### Records for this task
━━━━━━━━━━━━━━━━

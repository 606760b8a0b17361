//! Twiddle factor generation.
//!
//! A radix-2 decimation-in-time FFT multiplies by the powers of exactly one
//! root of unity per stage: the stage that merges chunks of size `n` steps
//! through the powers of the primitive `n`-th root `e^(-2*pi*i/n)`. The table
//! built here stores that one root per stage and leaves raising it to the
//! per-butterfly powers to the kernel, so the whole table is `log_2(N)`
//! entries no matter how large the transform is.

use num_complex::Complex;
use num_traits::Float;

use crate::bits::bit_length;
use crate::error::FftError;
use crate::planner::Direction;

/// Reserves storage for `stages` roots of unity, reporting failure instead of
/// aborting the process.
pub(crate) fn alloc_roots<T>(stages: usize) -> Result<Vec<Complex<T>>, FftError> {
    let mut roots = Vec::new();
    roots
        .try_reserve_exact(stages)
        .map_err(|_| FftError::TwiddleAllocation { stages })?;
    Ok(roots)
}

/// Generates the per-stage roots of unity for an FFT over `num_points` points.
///
/// Entry `s` holds the primitive `2^(s + 1)`-th root of unity, i.e. the root
/// for the stage that merges chunks of size `2^(s + 1)`: the table starts at
/// -1 (stage size 2), then -i (stage size 4), and every further entry is the
/// principal square root of the one before it. For [`Direction::Reverse`] each
/// entry is conjugated, which flips the sign of its exponent.
///
/// # Errors
///
/// Returns an error if storage for the table cannot be reserved; nothing else
/// in here can fail.
pub(crate) fn generate_stage_roots<T: Float>(
    num_points: usize,
    direction: Direction,
) -> Result<Vec<Complex<T>>, FftError> {
    debug_assert!(num_points.is_power_of_two());

    let num_stages = (bit_length(num_points) - 1) as usize;
    let mut roots = alloc_roots::<T>(num_stages)?;

    if num_stages >= 1 {
        roots.push(Complex::new(-T::one(), T::zero()));
    }
    // The principal square root of -1 is +i, so the quarter turn has to be
    // seeded by hand to stay on the negative-exponent convention. From there
    // on every argument has a negative imaginary part and the principal root
    // keeps the sign.
    if num_stages >= 2 {
        let mut root = Complex::new(T::zero(), -T::one());
        roots.push(root);

        for _ in 2..num_stages {
            root = root.sqrt();
            roots.push(root);
        }
    }

    if let Direction::Reverse = direction {
        for root in roots.iter_mut() {
            *root = root.conj();
        }
    }

    Ok(roots)
}
pub extern crate rustfft;

use rand::{distributions::Uniform, prelude::*};
use rustfft::num_complex::Complex;
use rustfft::num_traits::Float;

/// Asserts that two fp numbers are approximately equal.
///
/// # Panics
///
/// Panics if `actual` and `expected` are too far from each other
#[allow(dead_code)]
#[track_caller]
pub fn assert_float_closeness<T: Float + std::fmt::Display>(actual: T, expected: T, epsilon: T) {
    if (actual - expected).abs() >= epsilon {
        panic!(
            "Assertion failed: {actual} too far from expected value {expected} (with epsilon {epsilon})",
        );
    }
}

/// Generate a random, complex, signal in the provided buffer, normalized so
/// that the total energy of the signal is 1
pub fn gen_random_signal<T>(signal: &mut [Complex<T>])
where
    T: Float + rand::distributions::uniform::SampleUniform,
{
    let mut rng = thread_rng();

    let uniform_dist = Uniform::new(T::from(-1.0).unwrap(), T::from(1.0).unwrap());
    for z in signal.iter_mut() {
        z.re = uniform_dist.sample(&mut rng);
        z.im = uniform_dist.sample(&mut rng);
    }

    let energy = signal
        .iter()
        .map(|z| z.norm_sqr())
        .fold(T::zero(), |acc, e| acc + e);

    let scale = energy.sqrt().recip();
    for z in signal.iter_mut() {
        *z = z.scale(scale);
    }
}
//! The planner module provides a convenient interface for planning and executing
//! a Fast Fourier Transform (FFT). The planner is responsible for pre-computing
//! the per-stage twiddle factors based on the input signal length, as well as the
//! direction of the FFT.

use num_complex::Complex;

use crate::error::FftError;
use crate::twiddles::generate_stage_roots;

/// Reverse is for running the Inverse Fast Fourier Transform (IFFT)
/// Forward is for running the regular FFT
#[derive(Copy, Clone)]
pub enum Direction {
    /// Leave the exponent term in the twiddle factor alone
    Forward = 1,
    /// Multiply the exponent term in the twiddle factor by -1
    Reverse = -1,
}

macro_rules! impl_planner_for {
    ($struct_name:ident, $precision:ident) => {
        /// The planner is responsible for pre-computing and storing the twiddle factors for
        /// all of the `log_2(N)` stages of the FFT. Each stage needs exactly one root of
        /// unity, and the butterfly kernel derives the powers it steps through on the fly,
        /// so the table stays `log_2(N)` entries long regardless of the transform size.
        pub struct $struct_name {
            /// One primitive root of unity per butterfly stage, smallest stage first
            pub stage_roots: Vec<Complex<$precision>>,
            /// The direction of the FFT associated with this `Planner`
            pub direction: Direction,
        }

        impl $struct_name {
            /// Create a `Planner` for an FFT of size `num_points`.
            /// The twiddle factors are pre-computed based on the provided [`Direction`].
            /// For `Forward`, use [`Direction::Forward`].
            /// For `Reverse`, use [`Direction::Reverse`].
            ///
            /// # Errors
            ///
            /// Returns an error if storage for the twiddle factor table cannot be
            /// allocated.
            ///
            /// # Panics
            ///
            /// Panics if `num_points < 1` or if `num_points` is __not__ a power of 2.
            pub fn try_new(num_points: usize, direction: Direction) -> Result<Self, FftError> {
                assert!(num_points > 0 && num_points.is_power_of_two());

                let stage_roots = generate_stage_roots(num_points, direction)?;

                Ok(Self {
                    stage_roots,
                    direction,
                })
            }

            pub(crate) fn num_stages(&self) -> usize {
                self.stage_roots.len()
            }
        }
    };
}

impl_planner_for!(Planner64, f64);
impl_planner_for!(Planner32, f32);
//! Paced emission of a key stream
//!
//! The emitter writes the first token immediately and every following token
//! after a delay of `previous.duration × letter_timing_ms`. Waiting goes
//! through a [`Scheduler`] so tests can run on a virtual clock, and a
//! [`CancellationToken`] is checked before every continuation.

use crate::error::EmitError;
use crate::token::Token;
use std::io::Write;
use std::sync::atomic::{AtomicBool, Ordering};
use std::sync::Arc;
use std::time::Duration;

/// Convert abstract duration units to a wall-clock delay
///
/// Negative or non-finite results clamp to zero.
pub fn scale_delay(units: f64, letter_timing_ms: f64) -> Duration {
    let nanos = (units * letter_timing_ms * 1_000_000.0).round();
    if nanos.is_finite() && nanos > 0.0 {
        Duration::from_nanos(nanos as u64)
    } else {
        Duration::ZERO
    }
}

/// Waits out the delay before the next token is written
pub trait Scheduler {
    /// Return once `delay` has elapsed
    fn after(&mut self, delay: Duration);
}

impl<S: Scheduler + ?Sized> Scheduler for &mut S {
    fn after(&mut self, delay: Duration) {
        (**self).after(delay);
    }
}

/// Sleeps the current thread
#[derive(Debug, Clone, Copy, Default)]
pub struct ThreadScheduler;

impl Scheduler for ThreadScheduler {
    fn after(&mut self, delay: Duration) {
        if !delay.is_zero() {
            std::thread::sleep(delay);
        }
    }
}

/// Records delays and advances a virtual clock without sleeping
#[derive(Debug, Clone, Default)]
pub struct VirtualScheduler {
    now: Duration,
    delays: Vec<Duration>,
}

impl VirtualScheduler {
    pub fn new() -> Self {
        Self::default()
    }

    /// Virtual time elapsed so far
    pub fn now(&self) -> Duration {
        self.now
    }

    /// Every delay requested, in order
    pub fn delays(&self) -> &[Duration] {
        &self.delays
    }
}

impl Scheduler for VirtualScheduler {
    fn after(&mut self, delay: Duration) {
        self.now += delay;
        self.delays.push(delay);
    }
}

/// Shared flag that stops an emission before its next token
#[derive(Debug, Clone, Default)]
pub struct CancellationToken {
    cancelled: Arc<AtomicBool>,
}

impl CancellationToken {
    pub fn new() -> Self {
        Self::default()
    }

    /// Request cancellation; visible to every clone
    pub fn cancel(&self) {
        self.cancelled.store(true, Ordering::SeqCst);
    }

    pub fn is_cancelled(&self) -> bool {
        self.cancelled.load(Ordering::SeqCst)
    }
}

/// Outcome of one emission run
#[derive(Debug, Clone, Copy, PartialEq, Eq, Default)]
pub struct EmitReport {
    /// Tokens written to the sink
    pub emitted: usize,
    /// Whether the run stopped on cancellation
    pub cancelled: bool,
    /// Sum of all delays handed to the scheduler
    pub elapsed: Duration,
}

/// Writes token text to a sink with per-token pacing
pub struct Emitter<W: Write, S: Scheduler> {
    writer: W,
    scheduler: S,
    letter_timing_ms: f64,
    cancel: CancellationToken,
}

impl<W: Write, S: Scheduler> Emitter<W, S> {
    /// Create an emitter that never gets cancelled from outside
    pub fn new(writer: W, scheduler: S, letter_timing_ms: f64) -> Self {
        Self {
            writer,
            scheduler,
            letter_timing_ms,
            cancel: CancellationToken::new(),
        }
    }

    /// Observe `cancel` before every token
    pub fn with_cancellation(mut self, cancel: CancellationToken) -> Self {
        self.cancel = cancel;
        self
    }

    /// Clone of the token this emitter observes
    pub fn cancellation_token(&self) -> CancellationToken {
        self.cancel.clone()
    }

    /// Give back the sink and scheduler
    pub fn into_inner(self) -> (W, S) {
        (self.writer, self.scheduler)
    }

    /// Emit `tokens` in order, flushing after each one
    pub fn emit(&mut self, tokens: &[Token]) -> Result<EmitReport, EmitError> {
        let mut report = EmitReport::default();
        log::debug!(
            "emitting {} tokens at {}ms per unit",
            tokens.len(),
            self.letter_timing_ms
        );

        let mut previous: Option<&Token> = None;
        for token in tokens {
            if let Some(previous) = previous {
                if self.cancel.is_cancelled() {
                    break;
                }
                let delay = scale_delay(previous.duration.unwrap_or(0.0), self.letter_timing_ms);
                self.scheduler.after(delay);
                report.elapsed += delay;
            }

            if self.cancel.is_cancelled() {
                break;
            }

            self.writer.write_all(token.text.as_bytes())?;
            self.writer.flush()?;
            report.emitted += 1;
            previous = Some(token);
        }

        if self.cancel.is_cancelled() && report.emitted < tokens.len() {
            log::debug!("emission cancelled after {} tokens", report.emitted);
            report.cancelled = true;
        }

        Ok(report)
    }
}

━━━━━━━━━━━━━━━━

### Exercise requirements
At the first line of the material above, start reproducing each line exactly, and end with the line that holds "pub(crate) fn alloc_roots<T>(stages: usize)", adding nothing.

### Exercise answer
repository 606760b8a0b17361
//! Twiddle factor generation.
//!
//! A radix-2 decimation-in-time FFT multiplies by the powers of exactly one
//! root of unity per stage: the stage that merges chunks of size `n` steps
//! through the powers of the primitive `n`-th root `e^(-2*pi*i/n)`. The table
//! built here stores that one root per stage and leaves raising it to the
//! per-butterfly powers to the kernel, so the whole table is `log_2(N)`
//! entries no matter how large the transform is.

use num_complex::Complex;
use num_traits::Float;

use crate::bits::bit_length;
use crate::error::FftError;
use crate::planner::Direction;

/// Reserves storage for `stages` roots of unity, reporting failure instead of
/// aborting the process.
pub(crate) fn alloc_roots<T>(stages: usize) -> Result<Vec<Complex<T>>, FftError> {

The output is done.